Exercise:
For the data below, restate word for word only the lines from the line containing "Set invalid record policy" through the line containing "fails the run", both ends included.

The data:

::::::

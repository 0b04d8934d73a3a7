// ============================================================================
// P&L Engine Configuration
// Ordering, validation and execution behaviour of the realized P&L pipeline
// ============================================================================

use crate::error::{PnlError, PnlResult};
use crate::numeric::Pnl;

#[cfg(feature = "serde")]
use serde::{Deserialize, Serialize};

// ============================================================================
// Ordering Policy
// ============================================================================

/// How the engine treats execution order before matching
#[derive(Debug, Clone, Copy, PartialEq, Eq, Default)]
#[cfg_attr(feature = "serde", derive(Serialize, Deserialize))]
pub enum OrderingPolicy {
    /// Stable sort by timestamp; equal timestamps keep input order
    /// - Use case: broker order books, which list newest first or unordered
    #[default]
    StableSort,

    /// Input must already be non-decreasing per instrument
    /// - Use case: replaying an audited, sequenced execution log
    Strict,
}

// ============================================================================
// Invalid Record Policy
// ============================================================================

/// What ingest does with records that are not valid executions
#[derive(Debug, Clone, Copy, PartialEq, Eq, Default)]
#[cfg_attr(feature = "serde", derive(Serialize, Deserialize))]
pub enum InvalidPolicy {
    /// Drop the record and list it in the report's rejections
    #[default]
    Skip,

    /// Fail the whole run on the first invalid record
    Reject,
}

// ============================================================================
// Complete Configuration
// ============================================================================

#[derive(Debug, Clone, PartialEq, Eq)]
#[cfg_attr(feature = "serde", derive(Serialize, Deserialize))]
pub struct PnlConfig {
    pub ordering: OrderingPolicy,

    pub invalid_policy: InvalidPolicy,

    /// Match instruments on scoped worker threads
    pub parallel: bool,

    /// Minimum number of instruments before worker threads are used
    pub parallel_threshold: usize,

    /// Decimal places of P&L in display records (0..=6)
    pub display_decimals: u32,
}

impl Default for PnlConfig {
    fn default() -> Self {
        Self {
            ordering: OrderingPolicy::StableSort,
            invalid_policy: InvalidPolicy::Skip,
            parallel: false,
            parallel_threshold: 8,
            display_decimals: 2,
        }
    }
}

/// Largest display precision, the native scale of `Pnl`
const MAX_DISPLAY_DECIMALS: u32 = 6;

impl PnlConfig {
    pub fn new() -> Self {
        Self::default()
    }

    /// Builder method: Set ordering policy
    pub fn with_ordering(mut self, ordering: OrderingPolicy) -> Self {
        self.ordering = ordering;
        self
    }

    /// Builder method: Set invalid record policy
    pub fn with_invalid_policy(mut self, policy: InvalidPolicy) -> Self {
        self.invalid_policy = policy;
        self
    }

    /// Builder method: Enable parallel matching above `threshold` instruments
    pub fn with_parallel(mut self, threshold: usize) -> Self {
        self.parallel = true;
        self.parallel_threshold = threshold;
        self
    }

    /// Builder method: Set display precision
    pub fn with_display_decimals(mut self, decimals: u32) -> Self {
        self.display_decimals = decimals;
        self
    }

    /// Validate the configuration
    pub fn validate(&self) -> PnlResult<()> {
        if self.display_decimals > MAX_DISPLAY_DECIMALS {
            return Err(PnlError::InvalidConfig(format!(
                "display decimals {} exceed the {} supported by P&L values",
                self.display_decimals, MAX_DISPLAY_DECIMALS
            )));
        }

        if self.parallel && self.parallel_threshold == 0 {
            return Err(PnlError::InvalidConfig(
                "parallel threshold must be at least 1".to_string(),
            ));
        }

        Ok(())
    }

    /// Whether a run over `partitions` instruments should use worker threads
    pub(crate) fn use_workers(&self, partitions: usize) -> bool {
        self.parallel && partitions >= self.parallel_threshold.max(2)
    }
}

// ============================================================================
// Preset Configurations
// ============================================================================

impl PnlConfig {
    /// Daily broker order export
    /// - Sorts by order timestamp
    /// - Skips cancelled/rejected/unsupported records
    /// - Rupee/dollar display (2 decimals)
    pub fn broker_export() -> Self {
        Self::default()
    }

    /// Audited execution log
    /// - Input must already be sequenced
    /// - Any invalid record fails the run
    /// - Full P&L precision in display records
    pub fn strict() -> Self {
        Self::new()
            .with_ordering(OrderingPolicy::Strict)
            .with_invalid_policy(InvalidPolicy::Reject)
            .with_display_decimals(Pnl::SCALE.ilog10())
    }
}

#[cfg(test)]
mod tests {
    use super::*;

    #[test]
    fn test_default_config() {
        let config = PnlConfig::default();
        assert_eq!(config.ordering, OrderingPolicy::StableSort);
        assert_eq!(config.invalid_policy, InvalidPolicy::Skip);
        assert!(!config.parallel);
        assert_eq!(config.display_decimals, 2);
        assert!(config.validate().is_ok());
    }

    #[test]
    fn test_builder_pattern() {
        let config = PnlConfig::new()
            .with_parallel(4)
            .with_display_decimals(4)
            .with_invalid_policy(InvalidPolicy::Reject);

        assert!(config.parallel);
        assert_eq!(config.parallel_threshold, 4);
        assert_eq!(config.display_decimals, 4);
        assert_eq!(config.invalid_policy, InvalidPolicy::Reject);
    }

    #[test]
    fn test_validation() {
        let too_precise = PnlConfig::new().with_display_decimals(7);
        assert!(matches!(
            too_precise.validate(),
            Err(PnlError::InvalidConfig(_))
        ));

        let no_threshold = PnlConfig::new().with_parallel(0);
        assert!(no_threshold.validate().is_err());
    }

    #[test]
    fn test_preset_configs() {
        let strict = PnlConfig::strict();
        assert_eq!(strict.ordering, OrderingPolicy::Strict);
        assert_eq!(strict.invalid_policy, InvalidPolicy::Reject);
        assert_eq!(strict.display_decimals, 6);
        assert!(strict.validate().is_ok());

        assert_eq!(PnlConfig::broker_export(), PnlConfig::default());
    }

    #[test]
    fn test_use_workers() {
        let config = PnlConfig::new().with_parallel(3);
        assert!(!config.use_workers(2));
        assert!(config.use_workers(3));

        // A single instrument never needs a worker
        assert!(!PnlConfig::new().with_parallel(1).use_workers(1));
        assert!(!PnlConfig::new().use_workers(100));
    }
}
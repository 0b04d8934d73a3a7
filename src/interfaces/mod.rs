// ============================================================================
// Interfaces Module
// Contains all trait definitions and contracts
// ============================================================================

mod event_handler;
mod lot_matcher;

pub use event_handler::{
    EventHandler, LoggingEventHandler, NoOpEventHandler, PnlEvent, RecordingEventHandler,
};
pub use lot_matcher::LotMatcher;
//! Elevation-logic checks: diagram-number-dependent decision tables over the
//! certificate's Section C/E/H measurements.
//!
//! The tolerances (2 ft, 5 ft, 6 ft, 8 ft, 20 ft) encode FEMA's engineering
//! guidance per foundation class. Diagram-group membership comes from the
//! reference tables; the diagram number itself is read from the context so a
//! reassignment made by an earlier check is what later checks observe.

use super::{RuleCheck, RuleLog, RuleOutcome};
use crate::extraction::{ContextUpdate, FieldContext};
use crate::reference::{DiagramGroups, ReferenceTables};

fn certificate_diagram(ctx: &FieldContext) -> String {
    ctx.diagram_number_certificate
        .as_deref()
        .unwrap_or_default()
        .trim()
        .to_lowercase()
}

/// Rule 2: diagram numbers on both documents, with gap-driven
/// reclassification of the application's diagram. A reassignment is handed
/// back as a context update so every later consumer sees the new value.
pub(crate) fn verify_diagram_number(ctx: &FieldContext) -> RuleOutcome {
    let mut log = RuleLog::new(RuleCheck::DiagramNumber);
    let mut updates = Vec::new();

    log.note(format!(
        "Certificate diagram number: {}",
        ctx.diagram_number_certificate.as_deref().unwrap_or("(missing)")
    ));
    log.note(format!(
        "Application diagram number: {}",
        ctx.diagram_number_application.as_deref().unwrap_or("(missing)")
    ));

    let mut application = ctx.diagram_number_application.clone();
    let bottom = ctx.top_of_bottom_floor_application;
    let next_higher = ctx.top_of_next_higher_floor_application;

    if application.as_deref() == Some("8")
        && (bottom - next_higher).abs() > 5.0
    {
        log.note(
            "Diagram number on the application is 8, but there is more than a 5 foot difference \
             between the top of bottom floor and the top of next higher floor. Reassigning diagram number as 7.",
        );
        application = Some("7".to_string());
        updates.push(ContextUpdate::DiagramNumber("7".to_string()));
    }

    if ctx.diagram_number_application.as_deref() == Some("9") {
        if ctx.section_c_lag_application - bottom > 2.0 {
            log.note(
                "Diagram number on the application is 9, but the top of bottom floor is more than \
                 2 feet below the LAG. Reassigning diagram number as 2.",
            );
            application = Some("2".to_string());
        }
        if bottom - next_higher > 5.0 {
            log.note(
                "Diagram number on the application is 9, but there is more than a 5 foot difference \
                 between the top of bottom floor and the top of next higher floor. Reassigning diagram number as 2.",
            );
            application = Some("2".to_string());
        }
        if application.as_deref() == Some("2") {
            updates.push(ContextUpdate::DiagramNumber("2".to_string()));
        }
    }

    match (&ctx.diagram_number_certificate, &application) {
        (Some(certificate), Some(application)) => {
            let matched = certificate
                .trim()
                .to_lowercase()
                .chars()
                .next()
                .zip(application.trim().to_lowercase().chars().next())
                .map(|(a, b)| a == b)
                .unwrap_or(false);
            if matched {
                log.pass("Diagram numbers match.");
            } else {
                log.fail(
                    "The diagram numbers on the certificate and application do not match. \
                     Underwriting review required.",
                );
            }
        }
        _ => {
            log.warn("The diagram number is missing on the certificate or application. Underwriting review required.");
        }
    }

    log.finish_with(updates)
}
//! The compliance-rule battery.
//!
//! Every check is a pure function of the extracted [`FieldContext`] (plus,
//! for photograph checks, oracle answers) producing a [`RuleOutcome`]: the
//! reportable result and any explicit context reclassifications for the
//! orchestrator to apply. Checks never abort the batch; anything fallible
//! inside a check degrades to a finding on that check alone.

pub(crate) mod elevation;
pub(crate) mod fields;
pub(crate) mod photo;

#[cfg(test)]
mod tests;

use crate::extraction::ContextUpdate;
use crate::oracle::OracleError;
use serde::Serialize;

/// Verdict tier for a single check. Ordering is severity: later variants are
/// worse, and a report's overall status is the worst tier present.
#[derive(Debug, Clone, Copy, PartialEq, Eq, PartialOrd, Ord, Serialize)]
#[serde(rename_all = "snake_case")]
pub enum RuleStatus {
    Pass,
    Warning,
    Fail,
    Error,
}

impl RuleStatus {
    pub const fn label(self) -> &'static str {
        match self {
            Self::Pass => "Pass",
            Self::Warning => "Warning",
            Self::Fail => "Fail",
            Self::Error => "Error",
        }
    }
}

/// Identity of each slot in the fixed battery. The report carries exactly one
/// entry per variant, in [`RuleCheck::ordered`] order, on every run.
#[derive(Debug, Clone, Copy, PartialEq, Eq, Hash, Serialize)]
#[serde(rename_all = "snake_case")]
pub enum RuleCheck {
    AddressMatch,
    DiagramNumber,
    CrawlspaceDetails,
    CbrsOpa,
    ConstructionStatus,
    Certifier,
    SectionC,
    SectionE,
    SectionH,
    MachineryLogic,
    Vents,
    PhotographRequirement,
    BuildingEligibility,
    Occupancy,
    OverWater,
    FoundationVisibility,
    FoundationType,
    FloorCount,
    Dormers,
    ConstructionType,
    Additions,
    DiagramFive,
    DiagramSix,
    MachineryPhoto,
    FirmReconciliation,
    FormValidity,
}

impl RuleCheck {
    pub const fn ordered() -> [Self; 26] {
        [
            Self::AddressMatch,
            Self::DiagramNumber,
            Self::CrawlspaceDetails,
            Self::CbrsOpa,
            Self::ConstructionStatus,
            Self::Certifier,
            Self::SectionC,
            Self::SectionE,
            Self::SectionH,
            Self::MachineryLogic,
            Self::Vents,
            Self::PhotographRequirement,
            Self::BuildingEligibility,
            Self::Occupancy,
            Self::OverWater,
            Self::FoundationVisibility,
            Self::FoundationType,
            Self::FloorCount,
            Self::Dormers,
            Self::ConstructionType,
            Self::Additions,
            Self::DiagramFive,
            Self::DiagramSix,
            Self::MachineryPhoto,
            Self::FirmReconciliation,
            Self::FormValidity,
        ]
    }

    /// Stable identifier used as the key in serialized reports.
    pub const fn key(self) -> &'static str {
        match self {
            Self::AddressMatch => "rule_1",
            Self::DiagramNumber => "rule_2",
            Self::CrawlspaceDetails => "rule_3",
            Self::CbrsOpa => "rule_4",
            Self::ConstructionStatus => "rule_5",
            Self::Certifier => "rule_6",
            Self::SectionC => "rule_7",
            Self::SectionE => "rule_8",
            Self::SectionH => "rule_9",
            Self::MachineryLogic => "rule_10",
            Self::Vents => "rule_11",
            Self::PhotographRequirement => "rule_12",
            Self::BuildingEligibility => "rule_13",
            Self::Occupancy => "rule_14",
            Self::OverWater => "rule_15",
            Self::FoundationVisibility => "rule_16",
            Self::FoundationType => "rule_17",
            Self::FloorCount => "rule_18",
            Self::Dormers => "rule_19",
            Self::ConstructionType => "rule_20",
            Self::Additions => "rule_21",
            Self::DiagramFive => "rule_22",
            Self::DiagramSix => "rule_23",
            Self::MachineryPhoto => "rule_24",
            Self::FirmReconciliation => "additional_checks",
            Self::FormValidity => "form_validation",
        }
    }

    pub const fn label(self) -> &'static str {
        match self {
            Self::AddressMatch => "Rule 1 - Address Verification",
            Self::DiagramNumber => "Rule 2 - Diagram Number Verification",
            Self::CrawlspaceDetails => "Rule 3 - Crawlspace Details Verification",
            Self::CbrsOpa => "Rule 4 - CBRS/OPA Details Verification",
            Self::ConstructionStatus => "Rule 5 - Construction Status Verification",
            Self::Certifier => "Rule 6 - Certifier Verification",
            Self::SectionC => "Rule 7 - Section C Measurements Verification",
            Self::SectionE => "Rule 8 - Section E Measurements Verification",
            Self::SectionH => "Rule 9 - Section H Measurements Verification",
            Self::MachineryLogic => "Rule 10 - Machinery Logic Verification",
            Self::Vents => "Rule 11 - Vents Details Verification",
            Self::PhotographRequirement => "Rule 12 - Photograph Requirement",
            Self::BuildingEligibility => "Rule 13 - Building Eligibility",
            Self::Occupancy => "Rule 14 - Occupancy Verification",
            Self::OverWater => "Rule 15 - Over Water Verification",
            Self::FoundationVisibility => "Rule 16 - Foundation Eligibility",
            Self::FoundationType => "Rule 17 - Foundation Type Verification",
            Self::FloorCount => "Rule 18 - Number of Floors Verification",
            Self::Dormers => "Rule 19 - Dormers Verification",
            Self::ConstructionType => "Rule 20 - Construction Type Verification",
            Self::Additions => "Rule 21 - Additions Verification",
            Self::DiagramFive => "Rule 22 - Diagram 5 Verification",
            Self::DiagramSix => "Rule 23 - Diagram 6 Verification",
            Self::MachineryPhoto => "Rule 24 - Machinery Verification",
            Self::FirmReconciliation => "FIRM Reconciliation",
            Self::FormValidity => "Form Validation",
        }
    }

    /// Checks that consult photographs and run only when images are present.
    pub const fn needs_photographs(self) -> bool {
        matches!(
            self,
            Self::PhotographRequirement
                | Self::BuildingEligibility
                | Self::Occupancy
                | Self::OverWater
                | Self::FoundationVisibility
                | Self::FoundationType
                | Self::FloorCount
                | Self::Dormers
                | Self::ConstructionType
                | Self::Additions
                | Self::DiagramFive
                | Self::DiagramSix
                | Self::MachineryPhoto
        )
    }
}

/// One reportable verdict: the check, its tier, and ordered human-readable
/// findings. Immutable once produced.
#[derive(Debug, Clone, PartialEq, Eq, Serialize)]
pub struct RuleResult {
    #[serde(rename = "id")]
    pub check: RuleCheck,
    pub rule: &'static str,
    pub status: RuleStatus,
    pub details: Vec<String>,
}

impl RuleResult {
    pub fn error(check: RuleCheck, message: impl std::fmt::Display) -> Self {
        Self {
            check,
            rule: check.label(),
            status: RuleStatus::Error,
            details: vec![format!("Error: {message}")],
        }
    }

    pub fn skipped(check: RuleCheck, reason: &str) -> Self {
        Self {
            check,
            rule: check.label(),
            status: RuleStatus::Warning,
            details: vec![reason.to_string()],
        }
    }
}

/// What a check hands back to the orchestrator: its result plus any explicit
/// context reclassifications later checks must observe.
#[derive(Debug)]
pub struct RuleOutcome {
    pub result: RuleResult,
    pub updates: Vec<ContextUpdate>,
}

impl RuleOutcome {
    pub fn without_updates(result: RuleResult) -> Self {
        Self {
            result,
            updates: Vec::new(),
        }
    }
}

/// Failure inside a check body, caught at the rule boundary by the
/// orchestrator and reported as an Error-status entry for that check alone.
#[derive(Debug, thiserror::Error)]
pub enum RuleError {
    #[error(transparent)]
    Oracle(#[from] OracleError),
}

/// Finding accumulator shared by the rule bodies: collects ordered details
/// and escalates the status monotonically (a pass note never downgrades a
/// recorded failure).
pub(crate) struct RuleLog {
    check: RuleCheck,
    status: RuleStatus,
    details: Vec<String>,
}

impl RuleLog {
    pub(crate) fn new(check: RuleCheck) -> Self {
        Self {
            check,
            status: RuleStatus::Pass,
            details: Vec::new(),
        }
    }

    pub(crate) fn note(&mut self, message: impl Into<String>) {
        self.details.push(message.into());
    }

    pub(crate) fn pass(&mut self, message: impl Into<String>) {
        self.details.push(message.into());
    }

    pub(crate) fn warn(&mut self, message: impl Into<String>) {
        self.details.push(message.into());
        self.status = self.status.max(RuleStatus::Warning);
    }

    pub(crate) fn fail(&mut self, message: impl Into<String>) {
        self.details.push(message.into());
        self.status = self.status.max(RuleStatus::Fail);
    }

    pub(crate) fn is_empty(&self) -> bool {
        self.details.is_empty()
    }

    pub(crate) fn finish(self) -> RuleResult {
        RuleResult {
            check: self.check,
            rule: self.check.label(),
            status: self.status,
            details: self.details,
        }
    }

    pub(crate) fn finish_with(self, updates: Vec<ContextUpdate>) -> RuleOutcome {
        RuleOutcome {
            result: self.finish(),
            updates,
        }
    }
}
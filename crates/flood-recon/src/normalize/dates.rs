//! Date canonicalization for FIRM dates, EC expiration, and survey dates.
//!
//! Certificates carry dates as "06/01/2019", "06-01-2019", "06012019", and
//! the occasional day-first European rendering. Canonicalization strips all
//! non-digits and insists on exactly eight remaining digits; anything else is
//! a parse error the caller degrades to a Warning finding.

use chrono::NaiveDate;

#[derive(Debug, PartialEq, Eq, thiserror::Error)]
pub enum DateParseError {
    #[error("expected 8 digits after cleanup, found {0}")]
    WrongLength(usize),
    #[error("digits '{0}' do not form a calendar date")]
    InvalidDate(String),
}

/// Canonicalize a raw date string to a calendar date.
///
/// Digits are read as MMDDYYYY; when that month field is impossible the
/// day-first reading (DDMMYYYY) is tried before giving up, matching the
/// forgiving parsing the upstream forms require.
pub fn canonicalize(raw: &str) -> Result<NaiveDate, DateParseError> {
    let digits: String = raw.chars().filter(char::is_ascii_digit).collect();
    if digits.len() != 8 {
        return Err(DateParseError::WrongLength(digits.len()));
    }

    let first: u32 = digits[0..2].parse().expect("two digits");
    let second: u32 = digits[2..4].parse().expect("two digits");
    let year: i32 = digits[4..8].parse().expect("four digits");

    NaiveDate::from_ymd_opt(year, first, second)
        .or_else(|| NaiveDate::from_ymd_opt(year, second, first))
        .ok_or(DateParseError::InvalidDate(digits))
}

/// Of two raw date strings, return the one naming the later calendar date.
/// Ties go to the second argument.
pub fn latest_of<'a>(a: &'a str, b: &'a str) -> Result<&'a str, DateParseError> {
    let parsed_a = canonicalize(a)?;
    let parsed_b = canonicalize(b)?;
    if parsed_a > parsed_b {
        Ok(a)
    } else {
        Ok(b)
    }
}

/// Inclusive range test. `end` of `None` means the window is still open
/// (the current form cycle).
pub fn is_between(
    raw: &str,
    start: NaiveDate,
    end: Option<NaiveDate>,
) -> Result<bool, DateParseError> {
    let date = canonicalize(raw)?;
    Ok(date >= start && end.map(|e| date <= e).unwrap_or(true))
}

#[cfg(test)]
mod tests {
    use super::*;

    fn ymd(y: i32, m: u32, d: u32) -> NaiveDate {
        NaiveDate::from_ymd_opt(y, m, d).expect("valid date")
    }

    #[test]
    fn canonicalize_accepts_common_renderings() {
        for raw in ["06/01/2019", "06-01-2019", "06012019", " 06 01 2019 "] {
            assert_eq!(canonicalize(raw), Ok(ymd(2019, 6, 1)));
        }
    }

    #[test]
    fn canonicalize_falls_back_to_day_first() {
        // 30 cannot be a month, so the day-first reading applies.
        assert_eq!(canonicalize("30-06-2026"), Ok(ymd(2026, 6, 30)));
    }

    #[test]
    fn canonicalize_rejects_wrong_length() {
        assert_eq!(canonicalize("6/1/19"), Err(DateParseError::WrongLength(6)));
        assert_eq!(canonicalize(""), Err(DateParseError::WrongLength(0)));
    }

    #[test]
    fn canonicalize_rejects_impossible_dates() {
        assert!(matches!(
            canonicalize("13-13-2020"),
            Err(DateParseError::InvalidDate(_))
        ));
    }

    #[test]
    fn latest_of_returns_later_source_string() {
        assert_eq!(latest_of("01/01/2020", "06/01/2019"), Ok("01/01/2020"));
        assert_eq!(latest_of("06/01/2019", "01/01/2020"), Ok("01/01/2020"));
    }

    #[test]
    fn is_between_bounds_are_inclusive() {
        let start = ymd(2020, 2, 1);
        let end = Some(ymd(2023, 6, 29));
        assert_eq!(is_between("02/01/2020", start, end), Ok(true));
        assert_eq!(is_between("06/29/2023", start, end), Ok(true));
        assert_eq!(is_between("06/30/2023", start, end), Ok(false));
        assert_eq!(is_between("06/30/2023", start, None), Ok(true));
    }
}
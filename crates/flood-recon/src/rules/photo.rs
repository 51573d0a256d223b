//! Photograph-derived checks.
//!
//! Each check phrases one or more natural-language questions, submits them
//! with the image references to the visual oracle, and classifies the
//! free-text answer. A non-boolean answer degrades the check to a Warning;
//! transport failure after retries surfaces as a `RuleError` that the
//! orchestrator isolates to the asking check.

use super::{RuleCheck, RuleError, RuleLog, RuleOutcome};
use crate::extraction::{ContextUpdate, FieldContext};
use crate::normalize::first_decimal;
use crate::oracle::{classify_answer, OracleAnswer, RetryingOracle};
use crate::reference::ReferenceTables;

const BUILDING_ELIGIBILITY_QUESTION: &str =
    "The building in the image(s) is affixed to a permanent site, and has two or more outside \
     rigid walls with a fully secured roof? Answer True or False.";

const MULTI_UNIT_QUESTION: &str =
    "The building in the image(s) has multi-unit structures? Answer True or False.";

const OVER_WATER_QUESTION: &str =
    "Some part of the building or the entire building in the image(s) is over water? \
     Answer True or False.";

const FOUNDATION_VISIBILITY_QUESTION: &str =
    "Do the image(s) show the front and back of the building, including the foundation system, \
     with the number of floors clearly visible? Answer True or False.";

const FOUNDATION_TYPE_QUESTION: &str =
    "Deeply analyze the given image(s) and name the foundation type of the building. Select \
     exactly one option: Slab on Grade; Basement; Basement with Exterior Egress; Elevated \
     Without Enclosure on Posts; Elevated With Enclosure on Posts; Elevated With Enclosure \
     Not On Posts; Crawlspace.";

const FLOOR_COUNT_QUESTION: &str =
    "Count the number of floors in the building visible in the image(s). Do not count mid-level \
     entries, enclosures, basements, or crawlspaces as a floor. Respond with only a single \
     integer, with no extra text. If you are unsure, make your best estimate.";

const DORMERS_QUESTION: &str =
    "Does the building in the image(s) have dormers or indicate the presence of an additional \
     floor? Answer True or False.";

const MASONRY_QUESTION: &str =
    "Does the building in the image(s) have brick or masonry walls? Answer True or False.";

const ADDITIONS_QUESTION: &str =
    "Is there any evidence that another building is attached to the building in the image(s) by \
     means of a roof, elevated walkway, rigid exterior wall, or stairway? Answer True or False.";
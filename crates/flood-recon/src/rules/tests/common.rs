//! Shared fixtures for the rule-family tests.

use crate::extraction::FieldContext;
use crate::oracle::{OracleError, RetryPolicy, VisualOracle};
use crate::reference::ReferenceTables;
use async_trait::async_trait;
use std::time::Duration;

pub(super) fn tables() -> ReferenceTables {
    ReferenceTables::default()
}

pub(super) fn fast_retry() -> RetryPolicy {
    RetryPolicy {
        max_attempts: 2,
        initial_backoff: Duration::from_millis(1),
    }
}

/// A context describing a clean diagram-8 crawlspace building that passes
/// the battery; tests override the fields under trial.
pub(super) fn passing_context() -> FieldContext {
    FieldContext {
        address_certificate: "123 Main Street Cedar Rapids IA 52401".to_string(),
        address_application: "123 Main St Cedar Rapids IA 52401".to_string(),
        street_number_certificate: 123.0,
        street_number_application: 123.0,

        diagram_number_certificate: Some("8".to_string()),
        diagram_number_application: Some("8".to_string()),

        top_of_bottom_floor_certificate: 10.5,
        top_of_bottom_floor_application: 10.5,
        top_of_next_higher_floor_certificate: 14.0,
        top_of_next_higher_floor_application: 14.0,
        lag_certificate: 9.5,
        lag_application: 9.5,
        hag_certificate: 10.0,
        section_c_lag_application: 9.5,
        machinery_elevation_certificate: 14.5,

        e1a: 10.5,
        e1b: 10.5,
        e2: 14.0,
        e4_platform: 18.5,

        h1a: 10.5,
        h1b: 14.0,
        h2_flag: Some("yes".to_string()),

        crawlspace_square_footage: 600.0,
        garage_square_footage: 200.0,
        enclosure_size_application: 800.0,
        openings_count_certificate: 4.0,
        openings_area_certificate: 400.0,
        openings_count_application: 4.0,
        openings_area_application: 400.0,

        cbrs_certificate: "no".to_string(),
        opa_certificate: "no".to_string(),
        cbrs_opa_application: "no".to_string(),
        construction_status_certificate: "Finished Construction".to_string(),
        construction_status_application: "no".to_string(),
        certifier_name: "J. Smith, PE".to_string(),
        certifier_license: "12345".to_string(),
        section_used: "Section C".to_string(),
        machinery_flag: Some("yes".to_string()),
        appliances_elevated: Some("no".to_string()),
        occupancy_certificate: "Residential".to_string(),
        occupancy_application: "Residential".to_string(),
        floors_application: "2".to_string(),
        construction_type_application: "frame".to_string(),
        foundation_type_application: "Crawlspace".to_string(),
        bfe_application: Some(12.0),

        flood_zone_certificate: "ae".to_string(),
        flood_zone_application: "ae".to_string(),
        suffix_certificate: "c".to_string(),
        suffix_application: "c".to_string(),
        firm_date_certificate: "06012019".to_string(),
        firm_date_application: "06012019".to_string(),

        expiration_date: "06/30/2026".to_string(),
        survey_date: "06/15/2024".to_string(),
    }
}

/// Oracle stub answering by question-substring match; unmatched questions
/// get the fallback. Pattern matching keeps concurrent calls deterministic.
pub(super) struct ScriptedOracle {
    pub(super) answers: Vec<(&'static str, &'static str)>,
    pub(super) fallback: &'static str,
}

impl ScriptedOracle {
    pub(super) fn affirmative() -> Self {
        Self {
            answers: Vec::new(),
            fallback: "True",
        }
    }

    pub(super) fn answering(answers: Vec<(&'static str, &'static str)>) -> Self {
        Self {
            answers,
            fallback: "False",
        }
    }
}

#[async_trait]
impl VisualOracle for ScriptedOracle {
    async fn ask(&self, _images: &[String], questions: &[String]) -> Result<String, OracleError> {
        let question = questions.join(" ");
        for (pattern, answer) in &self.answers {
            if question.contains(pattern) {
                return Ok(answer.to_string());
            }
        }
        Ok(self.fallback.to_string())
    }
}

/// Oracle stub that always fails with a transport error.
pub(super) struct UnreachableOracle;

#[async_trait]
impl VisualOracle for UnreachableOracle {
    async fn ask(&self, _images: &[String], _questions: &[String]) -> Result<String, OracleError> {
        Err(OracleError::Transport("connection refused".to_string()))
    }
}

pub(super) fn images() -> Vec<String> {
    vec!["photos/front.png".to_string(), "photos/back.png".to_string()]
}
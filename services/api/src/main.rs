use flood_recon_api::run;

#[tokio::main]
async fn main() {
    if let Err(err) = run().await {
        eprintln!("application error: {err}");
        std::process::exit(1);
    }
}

::::::

Result for this task:
    /// Builder method: Set invalid record policy
    pub fn with_invalid_policy(mut self, policy: InvalidPolicy) -> Self {
        self.invalid_policy = policy;
        self
    }

    /// Builder method: Enable parallel matching above `threshold` instruments
    pub fn with_parallel(mut self, threshold: usize) -> Self {
        self.parallel = true;
        self.parallel_threshold = threshold;
        self
    }

    /// Builder method: Set display precision
    pub fn with_display_decimals(mut self, decimals: u32) -> Self {
        self.display_decimals = decimals;
        self
    }

    /// Validate the configuration
    pub fn validate(&self) -> PnlResult<()> {
        if self.display_decimals > MAX_DISPLAY_DECIMALS {
            return Err(PnlError::InvalidConfig(format!(
                "display decimals {} exceed the {} supported by P&L values",
                self.display_decimals, MAX_DISPLAY_DECIMALS
            )));
        }

        if self.parallel && self.parallel_threshold == 0 {
            return Err(PnlError::InvalidConfig(
                "parallel threshold must be at least 1".to_string(),
            ));
        }

        Ok(())
    }

    /// Whether a run over `partitions` instruments should use worker threads
    pub(crate) fn use_workers(&self, partitions: usize) -> bool {
        self.parallel && partitions >= self.parallel_threshold.max(2)
    }
}

// ============================================================================
// Preset Configurations
// ============================================================================

impl PnlConfig {
    /// Daily broker order export
    /// - Sorts by order timestamp
    /// - Skips cancelled/rejected/unsupported records
    /// - Rupee/dollar display (2 decimals)
    pub fn broker_export() -> Self {
        Self::default()
    }

    /// Audited execution log
    /// - Input must already be sequenced
    /// - Any invalid record fails the run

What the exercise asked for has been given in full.